To manage and mitigate the risk of violating US laws, the bank started withdrawing its US cross-border business in 2008.
However, approximately 100 US customer securities accounts remained open with the bank three years later, and bank employees continued to have contact with those customers.
Core protections
“The broker-dealer and investment adviser registration provisions provide core protections to investors,” said Scott Friestad, associate director of the SEC’s Division of Enforcement. “Bank Leumi’s efforts to come into compliance with these laws took years, during which time the bank continued to profit from its unlawful cross-border business.”
Disgorge profits
Bank Leumi made nearly $3.4m in profits from its US cross-border business, the SEC’s investigation found.

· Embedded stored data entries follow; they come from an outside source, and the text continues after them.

// Instance lifecycle orchestration for the start and stop modes.
//
// Each operation is one remote call (plus the user-data write before start),
// issued strictly in sequence with no local retry. Failures are logged with
// the operation context and handed back to the caller, which fails the job.

use crate::Ec2Api;
use anyhow::Result;
use ec2_runner_common::{build_user_data, Config};

pub struct InstanceController<'a> {
    api: &'a dyn Ec2Api,
    config: &'a Config,
}

impl<'a> InstanceController<'a> {
    pub fn new(api: &'a dyn Ec2Api, config: &'a Config) -> Self {
        Self { api, config }
    }

    /// Inject the bootstrap user-data and start the instance, returning the
    /// instance id reported by the start call. The user-data write only
    /// succeeds on a stopped instance, so that failure gets its own hint.
    pub async fn start(&self, label: &str, registration_token: &str) -> Result<String> {
        let instance_id = &self.config.ec2_instance_id;
        let user_data = build_user_data(
            &self.config.github_context,
            registration_token,
            label,
            self.config.runner_home_dir.as_deref(),
        )
        .join("\n");

        if let Err(error) = self.api.set_user_data(instance_id, &user_data).await {
            tracing::error!(
                "AWS EC2 instance modify user-data error, verify the instance is stopped before running the start mode"
            );
            return Err(error);
        }
        tracing::info!("User data set for AWS EC2 instance {instance_id}");

        match self.api.start_instance(instance_id).await {
            Ok(started_id) => {
                tracing::info!("AWS EC2 instance {started_id} is started");
                Ok(started_id)
            }
            Err(error) => {
                tracing::error!("AWS EC2 instance starting error");
                Err(error)
            }
        }
    }

    /// Stop the configured instance.
    pub async fn stop(&self) -> Result<()> {
        let instance_id = &self.config.ec2_instance_id;
        match self.api.stop_instance(instance_id).await {
            Ok(()) => {
                tracing::info!("AWS EC2 instance {instance_id} is stopped");
                Ok(())
            }
            Err(error) => {
                tracing::error!("AWS EC2 instance {instance_id} stoppage error");
                Err(error)
            }
        }
    }

    /// Block until the started instance reports running.
    pub async fn wait_until_running(&self, instance_id: &str) -> Result<()> {
        match self.api.wait_until_running(instance_id).await {
            Ok(()) => {
                tracing::info!("AWS EC2 instance {instance_id} is up and running");
                Ok(())
            }
            Err(error) => {
                tracing::error!("AWS EC2 instance {instance_id} initialization error");
                Err(error)
            }
        }
    }
}

#[cfg(test)]
mod tests {
    use super::*;
    use anyhow::anyhow;
    use async_trait::async_trait;
    use ec2_runner_common::{GithubContext, Mode};
    use std::sync::Mutex;

    #[derive(Debug, Clone, PartialEq, Eq)]
    enum Call {
        SetUserData(String),
        Start(String),
        Stop(String),
        Wait(String),
    }

    #[derive(Default)]
    struct RecordingApi {
        calls: Mutex<Vec<Call>>,
        last_user_data: Mutex<Option<String>>,
        fail_set_user_data: bool,
        fail_start: bool,
    }

    impl RecordingApi {
        fn calls(&self) -> Vec<Call> {
            self.calls.lock().unwrap().clone()
        }
    }

    #[async_trait]
    impl Ec2Api for RecordingApi {
        async fn set_user_data(&self, instance_id: &str, user_data: &str) -> Result<()> {
            self.calls
                .lock()
                .unwrap()
                .push(Call::SetUserData(instance_id.to_string()));
            *self.last_user_data.lock().unwrap() = Some(user_data.to_string());
            if self.fail_set_user_data {
                return Err(anyhow!("modify rejected"));
            }
            Ok(())
        }

        async fn start_instance(&self, instance_id: &str) -> Result<String> {
            self.calls
                .lock()
                .unwrap()
                .push(Call::Start(instance_id.to_string()));
            if self.fail_start {
                return Err(anyhow!("start rejected"));
            }
            Ok(instance_id.to_string())
        }

        async fn stop_instance(&self, instance_id: &str) -> Result<()> {
            self.calls
                .lock()
                .unwrap()
                .push(Call::Stop(instance_id.to_string()));
            Ok(())
        }

        async fn wait_until_running(&self, instance_id: &str) -> Result<()> {
            self.calls
                .lock()
                .unwrap()
                .push(Call::Wait(instance_id.to_string()));
            Ok(())
        }
    }

    const INSTANCE_ID: &str = "i-0123456789abcdef0";

    fn test_config(mode: Mode) -> Config {
        Config {
            mode,
            github_token: "ghp_test".to_string(),
            ec2_instance_id: INSTANCE_ID.to_string(),
            iam_role_name: None,
            runner_home_dir: None,
            label: None,
            tag_specifications: None,
            github_context: GithubContext {
                owner: "octo-org".to_string(),
                repo: "octo-repo".to_string(),
            },
        }
    }

    #[tokio::test]
    async fn test_start_issues_modify_then_start() {
        let api = RecordingApi::default();
        let config = test_config(Mode::Start);
        let controller = InstanceController::new(&api, &config);

        let started = controller.start("abc12", "AREG123").await.unwrap();
        assert_eq!(started, INSTANCE_ID);
        assert_eq!(
            api.calls(),
            vec![
                Call::SetUserData(INSTANCE_ID.to_string()),
                Call::Start(INSTANCE_ID.to_string()),
            ]
        );
    }

    #[tokio::test]
    async fn test_start_passes_rendered_user_data() {
        let api = RecordingApi::default();
        let config = test_config(Mode::Start);
        let controller = InstanceController::new(&api, &config);

        controller.start("abc12", "AREG123").await.unwrap();
        let user_data = api.last_user_data.lock().unwrap().clone().unwrap();
        assert!(user_data.starts_with("Content-Type: multipart/mixed; boundary=\"//\""));
        assert!(user_data.contains("--token AREG123"));
        assert!(user_data.contains("--labels abc12"));
    }

    #[tokio::test]
    async fn test_modify_failure_suppresses_start() {
        let api = RecordingApi {
            fail_set_user_data: true,
            ..RecordingApi::default()
        };
        let config = test_config(Mode::Start);
        let controller = InstanceController::new(&api, &config);

        assert!(controller.start("abc12", "AREG123").await.is_err());
        assert_eq!(api.calls(), vec![Call::SetUserData(INSTANCE_ID.to_string())]);
    }

    #[tokio::test]
    async fn test_start_failure_is_propagated() {
        let api = RecordingApi {
            fail_start: true,
            ..RecordingApi::default()
        };
        let config = test_config(Mode::Start);
        let controller = InstanceController::new(&api, &config);

        assert!(controller.start("abc12", "AREG123").await.is_err());
        assert_eq!(
            api.calls(),
            vec![
                Call::SetUserData(INSTANCE_ID.to_string()),
                Call::Start(INSTANCE_ID.to_string()),
            ]
        );
    }

    #[tokio::test]
    async fn test_stop_issues_one_stop_for_configured_instance() {
        let api = RecordingApi::default();
        let config = test_config(Mode::Stop);
        let controller = InstanceController::new(&api, &config);

        controller.stop().await.unwrap();
        assert_eq!(api.calls(), vec![Call::Stop(INSTANCE_ID.to_string())]);
    }

    #[tokio::test]
    async fn test_wait_delegates_to_provider() {
        let api = RecordingApi::default();
        let config = test_config(Mode::Start);
        let controller = InstanceController::new(&api, &config);

        controller.wait_until_running(INSTANCE_ID).await.unwrap();
        assert_eq!(api.calls(), vec![Call::Wait(INSTANCE_ID.to_string())]);
    }

    #[tokio::test]
    async fn test_preinstalled_runner_home_flows_into_user_data() {
        let api = RecordingApi::default();
        let mut config = test_config(Mode::Start);
        config.runner_home_dir = Some("/opt/actions-runner".to_string());
        let controller = InstanceController::new(&api, &config);

        controller.start("abc12", "AREG123").await.unwrap();
        let user_data = api.last_user_data.lock().unwrap().clone().unwrap();
        assert!(user_data.contains("cd \"/opt/actions-runner\""));
        assert!(!user_data.contains("curl"));
    }
}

The bank disgorged $3.3m of those profits in a deferred prosecution agreement with the US Justice Department in December 2014.
It must disgorge the remaining $65,700 in its settlement with the SEC, plus pay $8,713.20 in interest, and a $1,517,715 penalty.
Bank Leumi has accepted the SEC’s findings, acknowledged that its conduct violated the federal securities laws, and accepted a censure and a cease-and-desist order.
Murky history
The recent investigation is not the first time the Israeli bank has been the subject of an SEC probe.
According to Israeli newspaper Haaretz, claims that Leumi helped US customers evade taxes between 2002 and 2010 resulted in a $400m fine in 2014 by US authorities.
In 2015, Leumi set aside about $5m in connection with the recent SEC investigation into its cross-border activities.